Jason Phu
Jason Phu's "Analects of Kung Phu – Book 1, The 69 Dialogues between the Lamp and the Shadow" is showing with ACMI through to 30 January, 2022. The recipient of the Mordant Family Moving Image Commission 2021 for Young Australian Artists, Phu here mines both the visual vernacular of action films and classic Chinese texts like Lao Zi’s Dao De Jing to present a guide to surviving the conditions of contemporary life. To celebrate the show, we share Phu's first-person exploration of his own practice, first published in Artist Profile 47.
Sometimes I get asked how I make my work. I’m not so sure, but I think the past is somehow important.

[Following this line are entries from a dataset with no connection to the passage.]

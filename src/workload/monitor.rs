//! # Workload Monitor
//!
//! Background observer that keeps the workload picture fresh and flags
//! technicians under pressure. Every tick it:
//!
//! 1. Recomputes all workload counters from active ticket counts (the store's
//!    reconciliation path), so drift never outlives one interval;
//! 2. Logs every change against the previous tick;
//! 3. Raises a HIGH or CRITICAL alert per technician over a threshold
//!    (CRITICAL suppresses HIGH);
//! 4. Records a snapshot per technician into a bounded rolling history.
//!
//! A tick that fails (store unreachable, query error) is logged and skipped;
//! the loop always survives to the next interval.
//!
//! Monitors are plain owned components: construct as many as needed, each with
//! its own store handle, and `start()`/`stop()` them independently. There is
//! no process-global instance.
//!
//! # Quick Start
//!
//! ```
//! use std::sync::Arc;
//! use helpdesk_engine::config::MonitoringConfig;
//! use helpdesk_engine::workload::{WorkloadMonitor, WorkloadStore};
//!
//! # async fn example() -> helpdesk_engine::Result<()> {
//! let store = Arc::new(WorkloadStore::new_in_memory().await?);
//! let monitor = WorkloadMonitor::new(store, MonitoringConfig::default());
//!
//! monitor.start().await;
//! let stats = monitor.get_workload_statistics().await?;
//! println!("{} technicians tracked", stats.total_technicians);
//! monitor.stop().await;
//! # Ok(())
//! # }
//! ```

use std::collections::{HashMap, VecDeque};
use std::sync::atomic::{AtomicBool, Ordering};
use std::sync::Arc;

use chrono::{DateTime, Duration as ChronoDuration, Utc};
use serde::{Deserialize, Serialize};
use tokio::sync::{Mutex, Notify, RwLock};
use tokio::task::JoinHandle;
use tracing::{debug, error, info, warn};
use uuid::Uuid;

use crate::config::MonitoringConfig;
use crate::error::Result;

use super::store::WorkloadStore;

/// Severity of a workload alert
#[derive(Debug, Clone, Copy, PartialEq, Eq, Serialize, Deserialize)]
pub enum AlertSeverity {
    /// Workload at or above the high threshold
    High,
    /// Workload at or above the critical threshold
    Critical,
}

impl std::fmt::Display for AlertSeverity {
    fn fmt(&self, f: &mut std::fmt::Formatter<'_>) -> std::fmt::Result {
        match self {
            Self::High => write!(f, "HIGH"),
            Self::Critical => write!(f, "CRITICAL"),
        }
    }
}

/// A threshold-crossing alert raised during a monitoring tick
#[derive(Debug, Clone, Serialize, Deserialize)]
pub struct WorkloadAlert {
    /// Unique alert id
    pub id: Uuid,

    /// Technician the alert concerns
    pub technician_email: String,

    /// Alert severity
    pub severity: AlertSeverity,

    /// Workload observed at the time of the alert
    pub workload: u32,

    /// Threshold that was crossed
    pub threshold: u32,

    /// When the alert was raised
    pub raised_at: DateTime<Utc>,
}

/// A point-in-time workload observation for one technician
#[derive(Debug, Clone, Serialize, Deserialize)]
pub struct WorkloadSnapshot {
    /// Observed workload
    pub workload: u32,

    /// When the observation was taken
    pub observed_at: DateTime<Utc>,
}

/// Aggregate workload statistics across the roster
#[derive(Debug, Clone, Serialize, Deserialize)]
pub struct WorkloadStatistics {
    /// Number of technicians tracked
    pub total_technicians: usize,

    /// Sum of all active tickets across technicians
    pub total_active_tickets: u32,

    /// Mean workload (0.0 for an empty roster)
    pub average_workload: f64,

    /// Highest single workload
    pub max_workload: u32,

    /// Lowest single workload
    pub min_workload: u32,

    /// Technicians at or above the high threshold (but below critical)
    pub high_workload_count: usize,

    /// Technicians at or above the critical threshold
    pub critical_workload_count: usize,

    /// When the underlying counts were last refreshed
    pub last_updated: DateTime<Utc>,
}

/// Interior monitor state behind one lock
///
/// History and alerts are bounded: snapshots older than the retention window
/// are pruned each tick, and the alert list evicts its oldest entries past
/// the configured cap.
#[derive(Debug, Default)]
struct MonitorState {
    /// Latest workload per technician
    current: HashMap<String, u32>,

    /// Rolling snapshot history per technician
    history: HashMap<String, VecDeque<WorkloadSnapshot>>,

    /// Recent alerts, oldest first
    alerts: VecDeque<WorkloadAlert>,

    /// Timestamp of the last successful refresh
    last_updated: Option<DateTime<Utc>>,
}

/// Background workload monitor over a [`WorkloadStore`]
///
/// Cheap to clone; all clones share the same state and running loop.
#[derive(Clone)]
pub struct WorkloadMonitor {
    store: Arc<WorkloadStore>,
    config: MonitoringConfig,
    state: Arc<RwLock<MonitorState>>,
    running: Arc<AtomicBool>,
    shutdown: Arc<Notify>,
    handle: Arc<Mutex<Option<JoinHandle<()>>>>,
}

impl WorkloadMonitor {
    /// Create a monitor (does not start the background loop)
    pub fn new(store: Arc<WorkloadStore>, config: MonitoringConfig) -> Self {
        Self {
            store,
            config,
            state: Arc::new(RwLock::new(MonitorState::default())),
            running: Arc::new(AtomicBool::new(false)),
            shutdown: Arc::new(Notify::new()),
            handle: Arc::new(Mutex::new(None)),
        }
    }

    /// Start the background monitoring loop
    ///
    /// Idempotent: calling `start` on a running monitor logs a warning and
    /// leaves the existing loop untouched.
    pub async fn start(&self) {
        if self.running.swap(true, Ordering::SeqCst) {
            warn!("⚠️ Workload monitor already running, ignoring start request");
            return;
        }

        info!(
            "🔄 Workload monitor started (interval: {:?}, thresholds: high={}, critical={})",
            self.config.monitoring_interval,
            self.config.high_workload_threshold,
            self.config.critical_workload_threshold
        );

        let monitor = self.clone();
        let handle = tokio::spawn(async move {
            let mut ticker = tokio::time::interval(monitor.config.monitoring_interval);
            ticker.set_missed_tick_behavior(tokio::time::MissedTickBehavior::Skip);
            // The first tick fires immediately; skip it so the loop waits a
            // full interval before the first refresh, like a fresh schedule.
            ticker.tick().await;

            loop {
                tokio::select! {
                    _ = ticker.tick() => {
                        if let Err(e) = monitor.check_all_workloads().await {
                            error!("❌ Workload check failed, will retry next tick: {}", e);
                        }
                    }
                    _ = monitor.shutdown.notified() => break,
                }
            }
            debug!("Workload monitor loop exited");
        });

        *self.handle.lock().await = Some(handle);
    }

    /// Stop the background loop
    ///
    /// Signals shutdown and waits up to the configured stop timeout for the
    /// loop to exit. Stopping an already stopped monitor is a no-op.
    pub async fn stop(&self) {
        if !self.running.swap(false, Ordering::SeqCst) {
            return;
        }

        self.shutdown.notify_one();
        if let Some(handle) = self.handle.lock().await.take() {
            match tokio::time::timeout(self.config.stop_timeout, handle).await {
                Ok(_) => info!("✅ Workload monitor stopped"),
                Err(_) => warn!(
                    "⚠️ Workload monitor did not stop within {:?}",
                    self.config.stop_timeout
                ),
            }
        }
    }

    /// Whether the background loop is currently running
    pub fn is_running(&self) -> bool {
        self.running.load(Ordering::SeqCst)
    }

    /// Run one monitoring pass immediately
    ///
    /// Same work as a scheduled tick: refresh, change logging, alert
    /// evaluation, history recording. Usable whether or not the loop runs.
    pub async fn force_refresh(&self) -> Result<HashMap<String, u32>> {
        self.check_all_workloads().await?;
        Ok(self.get_current_workloads().await)
    }

    async fn check_all_workloads(&self) -> Result<()> {
        let workloads = self.store.refresh_all_workloads().await?;
        let now = Utc::now();

        let mut state = self.state.write().await;

        for (email, &workload) in &workloads {
            match state.current.get(email) {
                Some(&previous) if previous != workload => {
                    info!(
                        "📊 Workload change for {}: {} -> {}",
                        email, previous, workload
                    );
                }
                None => debug!("📊 Tracking new technician {}: workload {}", email, workload),
                _ => {}
            }

            if let Some(alert) = self.evaluate_thresholds(email, workload, now) {
                info!(
                    "🚨 {} workload alert for {}: {} tickets (threshold {})",
                    alert.severity, alert.technician_email, alert.workload, alert.threshold
                );
                state.alerts.push_back(alert);
                while state.alerts.len() > self.config.max_recent_alerts {
                    state.alerts.pop_front();
                }
            }

            let history = state.history.entry(email.clone()).or_default();
            history.push_back(WorkloadSnapshot {
                workload,
                observed_at: now,
            });
        }

        // Technicians removed from the roster drop out of current and history.
        state.history.retain(|email, _| workloads.contains_key(email));
        state.current = workloads;

        let retention = ChronoDuration::from_std(self.config.history_retention)
            .unwrap_or_else(|_| ChronoDuration::hours(24));
        let cutoff = now - retention;
        for history in state.history.values_mut() {
            while history.front().is_some_and(|s| s.observed_at < cutoff) {
                history.pop_front();
            }
        }

        state.last_updated = Some(now);
        Ok(())
    }

    /// Evaluate thresholds for one technician
    ///
    /// At most one alert per tick: CRITICAL when at or above the critical
    /// threshold, otherwise HIGH when at or above the high threshold.
    fn evaluate_thresholds(
        &self,
        email: &str,
        workload: u32,
        now: DateTime<Utc>,
    ) -> Option<WorkloadAlert> {
        let (severity, threshold) = if workload >= self.config.critical_workload_threshold {
            (AlertSeverity::Critical, self.config.critical_workload_threshold)
        } else if workload >= self.config.high_workload_threshold {
            (AlertSeverity::High, self.config.high_workload_threshold)
        } else {
            return None;
        };

        Some(WorkloadAlert {
            id: Uuid::new_v4(),
            technician_email: email.to_string(),
            severity,
            workload,
            threshold,
            raised_at: now,
        })
    }

    /// Latest known workload per technician
    pub async fn get_current_workloads(&self) -> HashMap<String, u32> {
        self.state.read().await.current.clone()
    }

    /// Most recent alerts, newest first
    pub async fn get_workload_alerts(&self, limit: usize) -> Vec<WorkloadAlert> {
        let state = self.state.read().await;
        state.alerts.iter().rev().take(limit).cloned().collect()
    }

    /// Workload history for one technician within the last `hours` hours
    pub async fn get_technician_workload_history(
        &self,
        email: &str,
        hours: i64,
    ) -> Vec<WorkloadSnapshot> {
        let cutoff = Utc::now() - ChronoDuration::hours(hours);
        let state = self.state.read().await;
        state
            .history
            .get(email)
            .map(|history| {
                history
                    .iter()
                    .filter(|s| s.observed_at >= cutoff)
                    .cloned()
                    .collect()
            })
            .unwrap_or_default()
    }

    /// Aggregate statistics across the roster
    ///
    /// Computed against live store counts rather than the last tick, so it is
    /// accurate even when the loop is not running.
    pub async fn get_workload_statistics(&self) -> Result<WorkloadStatistics> {
        let workloads = self.store.refresh_all_workloads().await?;
        let now = Utc::now();

        let total_technicians = workloads.len();
        let total_active_tickets: u32 = workloads.values().sum();
        let average_workload = if total_technicians == 0 {
            0.0
        } else {
            f64::from(total_active_tickets) / total_technicians as f64
        };
        let max_workload = workloads.values().copied().max().unwrap_or(0);
        let min_workload = workloads.values().copied().min().unwrap_or(0);
        let critical_workload_count = workloads
            .values()
            .filter(|&&w| w >= self.config.critical_workload_threshold)
            .count();
        let high_workload_count = workloads
            .values()
            .filter(|&&w| {
                w >= self.config.high_workload_threshold
                    && w < self.config.critical_workload_threshold
            })
            .count();

        Ok(WorkloadStatistics {
            total_technicians,
            total_active_tickets,
            average_workload,
            max_workload,
            min_workload,
            high_workload_count,
            critical_workload_count,
            last_updated: now,
        })
    }
}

Not only how you lived it, but how you remember it.
How I come up with ideas
I grew up in Croydon Park, a nice and safe and boring suburb, a place to raise a family of kids with scabby knees that could endlessly mow your weedy front lawn. When I was a kid, I used to get up very early in the morning on the weekends, just as the sun was stepping onto the far corner of our garden. Our garden was a slab of concrete filled with ants’ nests and a single steel Hills Hoist. I would drag a chair to the corner and sit there in my underwear for a few hours, soaking up the sun; I did this even during the winter.

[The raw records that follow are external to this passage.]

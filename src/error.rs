use thiserror::Error;

/// Error types for help-desk engine operations
///
/// Covers the failure modes of ticket assignment, workload bookkeeping, and the
/// backing store. Assignment and update failures are local: they bubble to the
/// immediate caller and never terminate the workload monitor loop or other
/// in-flight assignments.
///
/// # Examples
///
/// ```
/// use helpdesk_engine::{HelpdeskError, Result};
///
/// fn pick() -> Result<()> {
///     Err(HelpdeskError::no_candidate("pool empty after filtering"))
/// }
///
/// match pick() {
///     Ok(_) => println!("assigned"),
///     Err(HelpdeskError::NoCandidate(msg)) => println!("unassigned: {}", msg),
///     Err(e) => println!("other error: {}", e),
/// }
/// ```
#[derive(Error, Debug)]
pub enum HelpdeskError {
    /// No eligible technician for a ticket
    ///
    /// Raised when the candidate pool is empty after availability, capacity,
    /// and skill filtering. The ticket stays unassigned; it is never
    /// force-assigned to an ineligible technician.
    #[error("No eligible technician: {0}")]
    NoCandidate(String),

    /// Backing store operation exceeded its bounded timeout
    ///
    /// The assignment attempt fails rather than hanging the caller. Callers
    /// may retry with backoff up to the configured retry count.
    #[error("Store operation timed out: {0}")]
    StoreTimeout(String),

    /// Backing store unreachable
    ///
    /// Connection failures and I/O errors during read or write. Treated as
    /// potentially fatal only if they persist across all retries.
    #[error("Store unavailable: {0}")]
    StoreUnavailable(String),

    /// Database query or transaction error
    ///
    /// SQL errors, constraint violations, and data consistency problems that
    /// are not connectivity related.
    #[error("Database error: {0}")]
    Database(String),

    /// Configuration validation error
    ///
    /// Invalid thresholds, zero intervals, missing settings.
    #[error("Configuration error: {0}")]
    Configuration(String),

    /// Input validation error
    ///
    /// Ticket or technician data failed validation (missing required fields,
    /// malformed values).
    #[error("Invalid input: {0}")]
    InvalidInput(String),

    /// Requested technician or ticket does not exist
    #[error("Not found: {0}")]
    NotFound(String),

    /// Unexpected internal error
    #[error("Internal error: {0}")]
    Internal(String),
}

impl From<sqlx::Error> for HelpdeskError {
    fn from(err: sqlx::Error) -> Self {
        match err {
            sqlx::Error::PoolTimedOut => Self::StoreTimeout(err.to_string()),
            sqlx::Error::Io(_) | sqlx::Error::Configuration(_) | sqlx::Error::PoolClosed => {
                Self::StoreUnavailable(err.to_string())
            }
            sqlx::Error::RowNotFound => Self::NotFound(err.to_string()),
            _ => Self::Database(err.to_string()),
        }
    }
}

impl From<anyhow::Error> for HelpdeskError {
    fn from(err: anyhow::Error) -> Self {
        // Unexpected errors from lower-level components map to Internal.
        Self::Internal(err.to_string())
    }
}

impl HelpdeskError {
    /// Create a new NoCandidate error with the provided message
    pub fn no_candidate<S: Into<String>>(msg: S) -> Self {
        Self::NoCandidate(msg.into())
    }

    /// Create a new StoreTimeout error with the provided message
    pub fn store_timeout<S: Into<String>>(msg: S) -> Self {
        Self::StoreTimeout(msg.into())
    }

    /// Create a new StoreUnavailable error with the provided message
    pub fn store_unavailable<S: Into<String>>(msg: S) -> Self {
        Self::StoreUnavailable(msg.into())
    }

    /// Create a new Database error with the provided message
    pub fn database<S: Into<String>>(msg: S) -> Self {
        Self::Database(msg.into())
    }

    /// Create a new Configuration error with the provided message
    pub fn configuration<S: Into<String>>(msg: S) -> Self {
        Self::Configuration(msg.into())
    }

    /// Create a new InvalidInput error with the provided message
    pub fn invalid_input<S: Into<String>>(msg: S) -> Self {
        Self::InvalidInput(msg.into())
    }

    /// Create a new NotFound error with the provided message
    pub fn not_found<S: Into<String>>(msg: S) -> Self {
        Self::NotFound(msg.into())
    }

    /// Create a new Internal error with the provided message
    pub fn internal<S: Into<String>>(msg: S) -> Self {
        Self::Internal(msg.into())
    }

    /// Whether a failed store operation is worth retrying
    ///
    /// Timeouts and connectivity failures are transient; everything else is
    /// surfaced immediately.
    pub fn is_retryable(&self) -> bool {
        matches!(self, Self::StoreTimeout(_) | Self::StoreUnavailable(_))
    }
}

/// Result type for help-desk engine operations
pub type Result<T> = std::result::Result<T, HelpdeskError>;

Eventually my mum would wake up and yell out the window ‘Gan ma ne?’ (what are you doing?), and walk away shaking her head. When it was the school holidays I’d do this every day. Some days she’d yell ‘Xiang she me ne?’ (What thoughts are in your head?). She would never wait for an answer and I would never give one. I wasn’t doing anything, I was just sitting in the sun, and I wasn’t thinking about anything, you don’t think about much in your underwear.
How I develop the ideas:
I had a grandma that lived close by – my dad’s mum – about 10 minutes’ walk away from our house. Sometimes my parents would leave me with her during the holidays. I never talked to her, she spoke three of the languages I didn’t and I spoke two of the ones she didn’t. She would cook me rice, vermicelli and cabbage in watery soup every day and then go and watch The Days of Our Lives on TV. I don’t know what she thought was happening on that show, as she didn’t speak English. I would sit in the backyard for the rest of the day and poke ants with sticks or chuck rocks at cars.

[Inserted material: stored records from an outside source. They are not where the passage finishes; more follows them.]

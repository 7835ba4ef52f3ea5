//! Technician assignment for incoming tickets
//!
//! This module turns a classified ticket and a pool of technician candidates
//! into a single assignment decision:
//!
//! 1. **Skill analysis** ([`skills`]): derive the required skills and
//!    specialized knowledge from the ticket's issue type and priority.
//! 2. **Scoring** ([`skills`]): place each candidate into a skill tier and
//!    compute a within-tier match score.
//! 3. **Selection** ([`engine`]): rank candidates by
//!    `(skill tier asc, workload asc, match score desc)` and pick the first.
//!
//! Tiering ensures skill match dominates; workload is only a tie-breaker
//! within a tier, which load-balances among equally qualified technicians
//! without letting an idle generalist outrank a busy specialist.
//!
//! # Examples
//!
//! ```
//! use helpdesk_engine::assignment::{AssignmentEngine, SkillAnalyzer};
//! use helpdesk_engine::config::AssignmentConfig;
//! use helpdesk_engine::ticket::{Ticket, TicketPriority};
//!
//! let ticket = Ticket::new("T20250804.0001", "Network", TicketPriority::High,
//!                          "Office WiFi dropping every few minutes");
//!
//! let analyzer = SkillAnalyzer::new(AssignmentConfig::default());
//! let analysis = analyzer.analyze(&ticket);
//! assert!(analysis.required_skills.iter().any(|s| s.contains("Network")));
//! ```

pub mod engine;
pub mod skills;

pub use engine::{AssignmentEngine, AssignmentResult, Candidate};
pub use skills::{SkillAnalysis, SkillAnalyzer};
//! Core types for technician management

use serde::{Deserialize, Serialize};
use std::fmt;

/// Technician identifier type for strongly-typed references
///
/// Technicians are identified by their unique email address.
#[derive(Debug, Clone, PartialEq, Eq, Hash, PartialOrd, Ord, Serialize, Deserialize)]
pub struct TechnicianId(pub String);

impl From<String> for TechnicianId {
    fn from(s: String) -> Self {
        TechnicianId(s)
    }
}

impl From<&str> for TechnicianId {
    fn from(s: &str) -> Self {
        TechnicianId(s.to_string())
    }
}

impl fmt::Display for TechnicianId {
    fn fmt(&self, f: &mut fmt::Formatter<'_>) -> fmt::Result {
        write!(f, "{}", self.0)
    }
}

impl AsRef<str> for TechnicianId {
    fn as_ref(&self) -> &str {
        &self.0
    }
}

/// Technician availability status
///
/// Only [`TechnicianStatus::Available`] technicians are eligible for new
/// ticket assignment.
#[derive(Debug, Clone, Copy, PartialEq, Eq, Serialize, Deserialize)]
pub enum TechnicianStatus {
    /// Available for new tickets
    Available,

    /// Temporarily not taking new tickets
    Unavailable,

    /// Logged out or disconnected
    Offline,
}

impl TechnicianStatus {
    pub fn as_str(&self) -> &'static str {
        match self {
            Self::Available => "AVAILABLE",
            Self::Unavailable => "UNAVAILABLE",
            Self::Offline => "OFFLINE",
        }
    }
}

impl std::str::FromStr for TechnicianStatus {
    type Err = String;

    fn from_str(s: &str) -> std::result::Result<Self, Self::Err> {
        match s.to_ascii_uppercase().as_str() {
            "AVAILABLE" => Ok(Self::Available),
            "UNAVAILABLE" => Ok(Self::Unavailable),
            "OFFLINE" => Ok(Self::Offline),
            other => Err(format!("Unknown technician status: {}", other)),
        }
    }
}

impl fmt::Display for TechnicianStatus {
    fn fmt(&self, f: &mut fmt::Formatter<'_>) -> fmt::Result {
        write!(f, "{}", self.as_str())
    }
}

/// Skill tier expressing how well a technician's skills match a ticket
///
/// Lower tier number = better match; the tier dominates workload in candidate
/// ranking, so an idle but weakly-matched technician cannot steal work from a
/// busy, well-matched one.
#[derive(Debug, Clone, Copy, PartialEq, Eq, PartialOrd, Ord, Hash, Serialize, Deserialize)]
pub enum SkillTier {
    /// Strong match: full coverage of the required skills
    Tier1 = 1,

    /// Partial match: some required skills or a matching role
    Tier2 = 2,

    /// Weak match: eligible but with no direct skill overlap
    Tier3 = 3,
}

impl fmt::Display for SkillTier {
    fn fmt(&self, f: &mut fmt::Formatter<'_>) -> fmt::Result {
        write!(f, "Tier {}", *self as u8)
    }
}

/// Technician profile with live workload
#[derive(Debug, Clone, Serialize, Deserialize)]
pub struct Technician {
    /// Unique email address (primary key)
    pub email: String,

    /// Human-readable display name
    pub display_name: String,

    /// Role / department ("Network", "System Admin", ...)
    pub role: Option<String>,

    /// Skill tags used for ticket matching
    pub skills: Vec<String>,

    /// Current availability status
    pub status: TechnicianStatus,

    /// Count of currently active tickets assigned to this technician
    ///
    /// Mutated exclusively through the workload store's update and refresh
    /// operations; never negative.
    pub current_workload: u32,

    /// Maximum concurrent active tickets
    pub max_workload: u32,
}

impl Technician {
    /// Whether this technician can accept another ticket
    pub fn has_capacity(&self) -> bool {
        self.current_workload < self.max_workload
    }

    pub fn id(&self) -> TechnicianId {
        TechnicianId(self.email.clone())
    }
}

#[cfg(test)]
mod tests {
    use super::*;

    #[test]
    fn tier_ordering() {
        assert!(SkillTier::Tier1 < SkillTier::Tier2);
        assert!(SkillTier::Tier2 < SkillTier::Tier3);
    }

    #[test]
    fn capacity_gating() {
        let tech = Technician {
            email: "alice@example.com".to_string(),
            display_name: "Alice".to_string(),
            role: None,
            skills: vec![],
            status: TechnicianStatus::Available,
            current_workload: 10,
            max_workload: 10,
        };
        assert!(!tech.has_capacity());
    }
}
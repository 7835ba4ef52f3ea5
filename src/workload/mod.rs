//! Workload tracking for technicians
//!
//! The workload of a technician is the count of currently active (non-closed)
//! tickets assigned to them. This module owns both sides of that number:
//!
//! - [`store`]: the durable counter and the ticket rows it is reconciled
//!   against, with atomic increment/decrement and a full-overwrite refresh
//!   path that corrects drift from missed updates.
//! - [`monitor`]: a background task that periodically refreshes counts from
//!   ground truth, logs changes, raises threshold alerts, and keeps a bounded
//!   recent history per technician.
//!
//! All workload mutation goes through the store's update and refresh
//! operations; no other code path writes the counters directly.

pub mod monitor;
pub mod store;

pub use monitor::{
    AlertSeverity, WorkloadAlert, WorkloadMonitor, WorkloadSnapshot, WorkloadStatistics,
};
pub use store::WorkloadStore;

Dad’s mum died a while ago. I wasn’t very close to her, but my ba (my father) was sad. He came to breakfast one morning with tears in his eyes and told us Grandma had died. I asked him why he didn’t take the day off. He said, ‘because people are depending on me’. I was never sure if he meant me and mum or the people he worked with or his eleven brothers and sisters. Anyway, he told me later, you love people when they are alive, when they are dead they are dead.
In the studio:
My other grandma, my mum’s mum, Laolao, lived in Beijing. We loved each other very much, even though we only saw each other every couple of years. As a kid I would sit in the lounge next to her while she chain-smoked cigarettes. Gravity works differently in Beijing than in Sydney. The smoke would sit in the room like a thick fog for the rest of the day. Sometimes my uncles would come around and we would all watch the soccer together.
Laolao died not long ago. I woke up one morning and on the dining room table there was a slip of paper that just said ‘Grandma died’. I was very sad and angry and all the other emotions that cause you to pace around a room. Mum was with Laolao in Beijing at the time. I wanted to go over for the funeral, but she said there was no need, and anyway, ‘You’d just get in the way of the mess of the funeral preparations’. No one was sure which of the old rituals to follow and which of the new forms to fill out. You love people when they are alive, when they are dead they are dead.
Planning my career long term:
I remember when I won the Sulman Prize in 2015. I called my ba up in the office, and he said, ‘Congratulations son, but don’t forget tomorrow is a new day.’ I called my ma up at work, and she said ‘We’re proud of you, don’t drink too much tonight, and don’t spend all the money.’